The Perils of Auto-Pilot War

Peter Singer, an expert on modern warfare at the Brookings Institution, isn't surprised that what were originally unarmed aircraft have so quickly developed into successful and deadly weapons. The same has happened many times throughout history, he says, for example with airplanes. But Singer expresses surprise at how unprepared we are for a world with many drone-equipped nations -- and for the new challenges particular to this technology.

Those challenges can't be overlooked. Singer describes weapons experts who, like their Israeli counterparts, have long been working on sensors that would allow UAVs to seek out their own targets, not even needing to rely on human remote control.

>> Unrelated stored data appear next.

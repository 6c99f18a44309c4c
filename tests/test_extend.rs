use chrono::NaiveDate;
use energy_forecast::data::{Dataset, Observation};
use energy_forecast::error::{ForecastError, Result};
use energy_forecast::extend::extend;
use energy_forecast::models::PriceModel;

fn date(year: i32, month: u32, day: u32) -> NaiveDate {
    NaiveDate::from_ymd_opt(year, month, day).unwrap()
}

struct ConstModel(f64);

impl PriceModel for ConstModel {
    fn predict(&self, _observation: &Observation) -> Result<f64> {
        Ok(self.0)
    }

    fn name(&self) -> &str {
        "constant"
    }
}

struct RejectingModel;

impl PriceModel for RejectingModel {
    fn predict(&self, observation: &Observation) -> Result<f64> {
        Err(ForecastError::Prediction(format!(
            "unseen country '{}'",
            observation.country
        )))
    }

    fn name(&self) -> &str {
        "rejecting"
    }
}

fn two_country_history() -> Dataset {
    Dataset::from_observations(vec![
        Observation::new(date(2024, 11, 1), "Germany", "DEU", Some(60.0)),
        Observation::new(date(2024, 12, 1), "Germany", "DEU", Some(62.0)),
        Observation::new(date(2024, 11, 1), "France", "FRA", Some(50.0)),
        Observation::new(date(2024, 12, 1), "France", "FRA", Some(52.0)),
    ])
}

#[test]
fn test_extend_synthesizes_cross_product_of_months_and_countries() {
    let historical = two_country_history();
    let combined = extend(&historical, &ConstModel(70.0), date(2025, 3, 1)).unwrap();

    // 4 historical rows + 3 future months x 2 countries
    assert_eq!(combined.len(), 10);

    let synthetic: Vec<_> = combined
        .iter()
        .filter(|o| o.date > date(2024, 12, 1))
        .collect();
    assert_eq!(synthetic.len(), 6);

    for month in [date(2025, 1, 1), date(2025, 2, 1), date(2025, 3, 1)] {
        for country in ["Germany", "France"] {
            assert_eq!(
                synthetic
                    .iter()
                    .filter(|o| o.date == month && o.country == country)
                    .count(),
                1
            );
        }
    }
}

#[test]
fn test_extend_never_overwrites_historical_prices() {
    let historical = two_country_history();
    let combined = extend(&historical, &ConstModel(999.0), date(2025, 2, 1)).unwrap();

    for original in historical.iter() {
        let kept = combined
            .iter()
            .find(|o| o.date == original.date && o.country == original.country)
            .unwrap();
        assert_eq!(kept.price, original.price);
    }
}

#[test]
fn test_extend_prices_every_synthetic_row() {
    let historical = two_country_history();
    let combined = extend(&historical, &ConstModel(71.5), date(2025, 1, 1)).unwrap();

    for obs in combined.iter().filter(|o| o.date > date(2024, 12, 1)) {
        assert_eq!(obs.price, Some(71.5));
    }
}

#[test]
fn test_extend_with_end_date_at_watermark_adds_nothing() {
    let historical = two_country_history();
    let combined = extend(&historical, &ConstModel(70.0), date(2024, 12, 1)).unwrap();
    assert_eq!(combined.len(), historical.len());
}

#[test]
fn test_extend_with_end_date_before_watermark_adds_nothing() {
    let historical = two_country_history();
    let combined = extend(&historical, &ConstModel(70.0), date(2024, 6, 1)).unwrap();
    assert_eq!(combined.len(), historical.len());
}

#[test]
fn test_extend_truncates_end_date_to_month_start() {
    let historical = two_country_history();
    let combined = extend(&historical, &ConstModel(70.0), date(2025, 1, 31)).unwrap();

    // Only 2025-01 is synthesized, for both countries.
    assert_eq!(combined.len(), historical.len() + 2);
}

#[test]
fn test_extend_empty_history_is_data_unavailable() {
    let historical = Dataset::from_observations(Vec::new());
    let result = extend(&historical, &ConstModel(70.0), date(2025, 1, 1));
    assert!(matches!(result, Err(ForecastError::DataUnavailable(_))));
}

#[test]
fn test_prediction_failure_aborts_the_run() {
    let historical = two_country_history();
    let result = extend(&historical, &RejectingModel, date(2025, 1, 1));
    assert!(matches!(result, Err(ForecastError::Prediction(_))));
}

#[test]
fn test_extend_fills_missing_historical_prices_without_touching_known_ones() {
    let mut observations = two_country_history().observations().to_vec();
    observations.push(Observation::new(date(2024, 10, 1), "Germany", "DEU", None));
    let historical = Dataset::from_observations(observations);

    let combined = extend(&historical, &ConstModel(42.0), date(2024, 12, 1)).unwrap();

    let gap = combined
        .iter()
        .find(|o| o.date == date(2024, 10, 1) && o.country == "Germany")
        .unwrap();
    assert_eq!(gap.price, Some(42.0));

    let known = combined
        .iter()
        .find(|o| o.date == date(2024, 11, 1) && o.country == "Germany")
        .unwrap();
    assert_eq!(known.price, Some(60.0));
}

Automatic homing has already had successful trial runs at a US Air Force base in Georgia, yet hardly anyone has examined the potential consequences of waging autopilot war. "Legal and ethical experts have a hard time countering this, because they simply can't keep up with the pace of drone technology," Singer says.

And once again, those opponents might be too late. The US administration plans to release the latest, updated version of its pre-approved list of arms exports soon. Lobbyists for the drone manufacturers hope this will make it easier for their clients to move their wares.

In Fairfax, Virginia, analyst Zaloga sits in front of his model tanks and planes, already excited for this next development. The restrictions on exports up to now had often been "extreme," he says.